STUDY MATERIAL below:

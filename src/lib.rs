//! murmur - interactive voice transcription console
//!
//! This library provides the pieces behind the `murmur` binary:
//! - Bounded microphone listening (calibration, timeout, phrase limit)
//! - Cloud STT/TTS clients
//! - Session transcript history
//! - Opening recognized text in a browser
//!
//! # Architecture
//!
//! ```text
//! ┌─────────────────────────────────────────────┐
//! │               Console (menu)                 │
//! │  Listen │ Listen & open │ History │ Settings │
//! └────────────────────┬────────────────────────┘
//!                      │
//! ┌────────────────────▼────────────────────────┐
//! │   Listener (calibrate → segment → bound)     │
//! │   Capture │ Segmenter │ Playback             │
//! └────────────────────┬────────────────────────┘
//!                      │
//! ┌────────────────────▼────────────────────────┐
//! │        External services and OS              │
//! │   STT API │ TTS API │ Browser launcher       │
//! └─────────────────────────────────────────────┘
//! ```

pub mod browser;
pub mod config;
pub mod console;
pub mod error;
pub mod session;
pub mod setup;
pub mod voice;

pub use config::Config;
pub use console::Console;
pub use error::{Error, Result};
pub use session::{SessionHistory, Transcript};
//! TOML configuration file loading
//!
//! Supports `~/.config/murmur/config.toml` as a persistent config source.
//! All fields are optional — the file is a partial overlay on top of defaults.

use std::path::PathBuf;

use serde::Deserialize;

/// Top-level TOML configuration file schema
#[derive(Debug, Default, Deserialize)]
pub struct MurmurConfigFile {
    /// Listening controls
    #[serde(default)]
    pub listen: ListenFileConfig,

    /// Speech provider configuration
    #[serde(default)]
    pub speech: SpeechFileConfig,

    /// API keys for external services
    #[serde(default)]
    pub api_keys: ApiKeysFileConfig,

    /// Browser configuration
    #[serde(default)]
    pub browser: BrowserFileConfig,
}

/// Listening controls
#[derive(Debug, Default, Deserialize)]
pub struct ListenFileConfig {
    /// Ambient noise calibration duration in seconds (0 disables)
    pub calibration_secs: Option<f64>,

    /// Max seconds to wait for speech to start (0 disables)
    pub timeout_secs: Option<f64>,

    /// Max phrase duration in seconds (0 disables)
    pub phrase_limit_secs: Option<f64>,

    /// Speak recognized text back through TTS
    pub speak_back: Option<bool>,
}

/// Speech provider configuration
#[derive(Debug, Default, Deserialize)]
pub struct SpeechFileConfig {
    /// STT provider ("whisper" or "deepgram")
    pub stt_provider: Option<String>,

    /// STT model (e.g. "whisper-1", "nova-2")
    pub stt_model: Option<String>,

    /// TTS provider ("openai" or "elevenlabs")
    pub tts_provider: Option<String>,

    /// TTS model (e.g. "tts-1")
    pub tts_model: Option<String>,

    /// TTS voice identifier (e.g. "alloy")
    pub tts_voice: Option<String>,

    /// TTS speed multiplier
    pub tts_speed: Option<f32>,
}

/// API keys configuration
#[derive(Debug, Default, Deserialize)]
pub struct ApiKeysFileConfig {
    pub openai: Option<String>,
    pub deepgram: Option<String>,
    pub elevenlabs: Option<String>,
}

/// Browser configuration
#[derive(Debug, Default, Deserialize)]
pub struct BrowserFileConfig {
    /// Path to a specific browser executable; omit to use the OS default
    pub executable: Option<String>,
}

/// Load the TOML config file from the standard path
///
/// Returns `MurmurConfigFile::default()` if the file doesn't exist or can't be parsed.
pub fn load_config_file() -> MurmurConfigFile {
    let Some(path) = config_file_path() else {
        return MurmurConfigFile::default();
    };

    load_config_from(&path)
}

/// Load a TOML config file from an explicit path
pub fn load_config_from(path: &PathBuf) -> MurmurConfigFile {
    if !path.exists() {
        return MurmurConfigFile::default();
    }

    match std::fs::read_to_string(path) {
        Ok(content) => match toml::from_str(&content) {
            Ok(config) => {
                tracing::info!(path = %path.display(), "loaded config file");
                config
            }
            Err(e) => {
                tracing::warn!(
                    path = %path.display(),
                    error = %e,
                    "failed to parse config file, using defaults"
                );
                MurmurConfigFile::default()
            }
        },
        Err(e) => {
            tracing::warn!(
                path = %path.display(),
                error = %e,
                "failed to read config file"
            );
            MurmurConfigFile::default()
        }
    }
}

/// Return the config file path: `~/.config/murmur/config.toml`
pub fn config_file_path() -> Option<PathBuf> {
    directories::BaseDirs::new().map(|d| d.config_dir().join("murmur").join("config.toml"))
}

#[cfg(test)]
mod tests {
    use super::*;

    #[test]
    fn missing_file_yields_defaults() {
        let path = PathBuf::from("/nonexistent/murmur/config.toml");
        let config = load_config_from(&path);
        assert!(config.listen.calibration_secs.is_none());
        assert!(config.api_keys.openai.is_none());
    }

    #[test]
    fn partial_overlay_parses() {
        let dir = tempfile::tempdir().unwrap();
        let path = dir.path().join("config.toml");
        std::fs::write(
            &path,
            "[listen]\ntimeout_secs = 5.0\n\n[api_keys]\nopenai = \"sk-test\"\n",
        )
        .unwrap();

        let config = load_config_from(&path);
        assert_eq!(config.listen.timeout_secs, Some(5.0));
        assert!(config.listen.calibration_secs.is_none());
        assert_eq!(config.api_keys.openai.as_deref(), Some("sk-test"));
    }

    #[test]
    fn unparsable_file_yields_defaults() {
        let dir = tempfile::tempdir().unwrap();
        let path = dir.path().join("config.toml");
        std::fs::write(&path, "not [valid toml").unwrap();

        let config = load_config_from(&path);
        assert!(config.speech.stt_model.is_none());
    }
}
//! Configuration management for the murmur console

pub mod file;

use std::path::PathBuf;

use crate::{Error, Result};

/// Slider range for ambient noise calibration, in seconds
pub const CALIBRATION_RANGE: (f64, f64) = (0.0, 3.0);

/// Slider range for the listen timeout, in seconds
pub const TIMEOUT_RANGE: (f64, f64) = (0.0, 10.0);

/// Slider range for the phrase time limit, in seconds
pub const PHRASE_LIMIT_RANGE: (f64, f64) = (0.0, 15.0);

/// Murmur console configuration
#[derive(Debug, Clone)]
pub struct Config {
    /// Listening controls
    pub listen: ListenConfig,

    /// Speech provider configuration
    pub speech: SpeechConfig,

    /// API keys
    pub api_keys: ApiKeys,

    /// Browser configuration
    pub browser: BrowserConfig,
}

/// User-adjustable listening controls
#[derive(Debug, Clone, Copy)]
pub struct ListenConfig {
    /// Ambient noise calibration duration in seconds (0 disables)
    pub calibration_secs: f64,

    /// Max seconds to wait for speech to start (0 disables)
    pub timeout_secs: f64,

    /// Max phrase duration in seconds (0 disables)
    pub phrase_limit_secs: f64,

    /// Speak recognized text back through TTS
    pub speak_back: bool,
}

impl Default for ListenConfig {
    fn default() -> Self {
        Self {
            calibration_secs: 1.0,
            timeout_secs: 3.0,
            phrase_limit_secs: 6.0,
            speak_back: true,
        }
    }
}

/// Speech provider configuration
#[derive(Debug, Clone)]
pub struct SpeechConfig {
    /// STT provider ("whisper" or "deepgram")
    pub stt_provider: String,

    /// STT model identifier
    pub stt_model: String,

    /// TTS provider ("openai" or "elevenlabs")
    pub tts_provider: String,

    /// TTS model identifier
    pub tts_model: String,

    /// TTS voice identifier
    pub tts_voice: String,

    /// TTS speed multiplier (0.25 to 4.0)
    pub tts_speed: f32,
}

impl Default for SpeechConfig {
    fn default() -> Self {
        Self {
            stt_provider: "whisper".to_string(),
            stt_model: "whisper-1".to_string(),
            tts_provider: "openai".to_string(),
            tts_model: "tts-1".to_string(),
            tts_voice: "alloy".to_string(),
            tts_speed: 1.0,
        }
    }
}

/// API keys for external services
#[derive(Debug, Clone, Default)]
pub struct ApiKeys {
    /// `OpenAI` API key (Whisper STT and TTS)
    pub openai: Option<String>,

    /// Deepgram API key (optional STT)
    pub deepgram: Option<String>,

    /// `ElevenLabs` API key (optional TTS)
    pub elevenlabs: Option<String>,
}

/// Browser configuration
#[derive(Debug, Clone, Default)]
pub struct BrowserConfig {
    /// Path to a specific browser executable; `None` uses the OS default
    pub executable: Option<PathBuf>,
}

impl Config {
    /// Load configuration with env > config file > default precedence
    ///
    /// # Errors
    ///
    /// Returns error if a configured value is out of range
    pub fn load() -> Result<Self> {
        let fc = file::load_config_file();
        Self::from_overlay(&fc)
    }

    /// Build configuration from a TOML overlay plus environment variables
    ///
    /// # Errors
    ///
    /// Returns error if a configured value is out of range
    pub fn from_overlay(fc: &file::MurmurConfigFile) -> Result<Self> {
        let defaults = ListenConfig::default();
        let listen = ListenConfig {
            calibration_secs: fc
                .listen
                .calibration_secs
                .unwrap_or(defaults.calibration_secs),
            timeout_secs: fc.listen.timeout_secs.unwrap_or(defaults.timeout_secs),
            phrase_limit_secs: fc
                .listen
                .phrase_limit_secs
                .unwrap_or(defaults.phrase_limit_secs),
            speak_back: fc.listen.speak_back.unwrap_or(defaults.speak_back),
        };
        listen.validate()?;

        let speech_defaults = SpeechConfig::default();
        let speech = SpeechConfig {
            stt_provider: fc
                .speech
                .stt_provider
                .clone()
                .unwrap_or(speech_defaults.stt_provider),
            stt_model: fc
                .speech
                .stt_model
                .clone()
                .unwrap_or(speech_defaults.stt_model),
            tts_provider: fc
                .speech
                .tts_provider
                .clone()
                .unwrap_or(speech_defaults.tts_provider),
            tts_model: fc
                .speech
                .tts_model
                .clone()
                .unwrap_or(speech_defaults.tts_model),
            tts_voice: fc
                .speech
                .tts_voice
                .clone()
                .unwrap_or(speech_defaults.tts_voice),
            tts_speed: fc.speech.tts_speed.unwrap_or(speech_defaults.tts_speed),
        };

        let api_keys = ApiKeys {
            openai: std::env::var("OPENAI_API_KEY")
                .ok()
                .or_else(|| fc.api_keys.openai.clone()),
            deepgram: std::env::var("DEEPGRAM_API_KEY")
                .ok()
                .or_else(|| fc.api_keys.deepgram.clone()),
            elevenlabs: std::env::var("ELEVENLABS_API_KEY")
                .ok()
                .or_else(|| fc.api_keys.elevenlabs.clone()),
        };

        let browser = BrowserConfig {
            executable: fc.browser.executable.clone().map(PathBuf::from),
        };

        Ok(Self {
            listen,
            speech,
            api_keys,
            browser,
        })
    }
}

impl ListenConfig {
    /// Check all controls against their allowed ranges
    ///
    /// # Errors
    ///
    /// Returns error naming the out-of-range control
    pub fn validate(&self) -> Result<()> {
        check_range("calibration", self.calibration_secs, CALIBRATION_RANGE)?;
        check_range("timeout", self.timeout_secs, TIMEOUT_RANGE)?;
        check_range("phrase limit", self.phrase_limit_secs, PHRASE_LIMIT_RANGE)?;
        Ok(())
    }
}

/// Validate a control value against its allowed range
fn check_range(name: &str, value: f64, (min, max): (f64, f64)) -> Result<()> {
    if !value.is_finite() || value < min || value > max {
        return Err(Error::Config(format!(
            "{name} must be between {min} and {max} seconds, got {value}"
        )));
    }
    Ok(())
}

#[cfg(test)]
mod tests {
    use super::*;

    #[test]
    fn defaults_match_original_controls() {
        let listen = ListenConfig::default();
        assert!((listen.calibration_secs - 1.0).abs() < f64::EPSILON);
        assert!((listen.timeout_secs - 3.0).abs() < f64::EPSILON);
        assert!((listen.phrase_limit_secs - 6.0).abs() < f64::EPSILON);
        assert!(listen.speak_back);
    }

    #[test]
    fn out_of_range_control_is_rejected() {
        let listen = ListenConfig {
            timeout_secs: 99.0,
            ..ListenConfig::default()
        };
        assert!(listen.validate().is_err());

        let listen = ListenConfig {
            calibration_secs: -1.0,
            ..ListenConfig::default()
        };
        assert!(listen.validate().is_err());
    }

    #[test]
    fn zero_disables_and_is_valid() {
        let listen = ListenConfig {
            calibration_secs: 0.0,
            timeout_secs: 0.0,
            phrase_limit_secs: 0.0,
            speak_back: false,
        };
        assert!(listen.validate().is_ok());
    }
}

End of STUDY MATERIAL.

WORK REQUEST => Every line in the records above that contains the word "impl" should be copied out.

EXERCISE RESPONSE =>
impl Default for ListenConfig {
impl Default for SpeechConfig {
impl Config {
impl ListenConfig {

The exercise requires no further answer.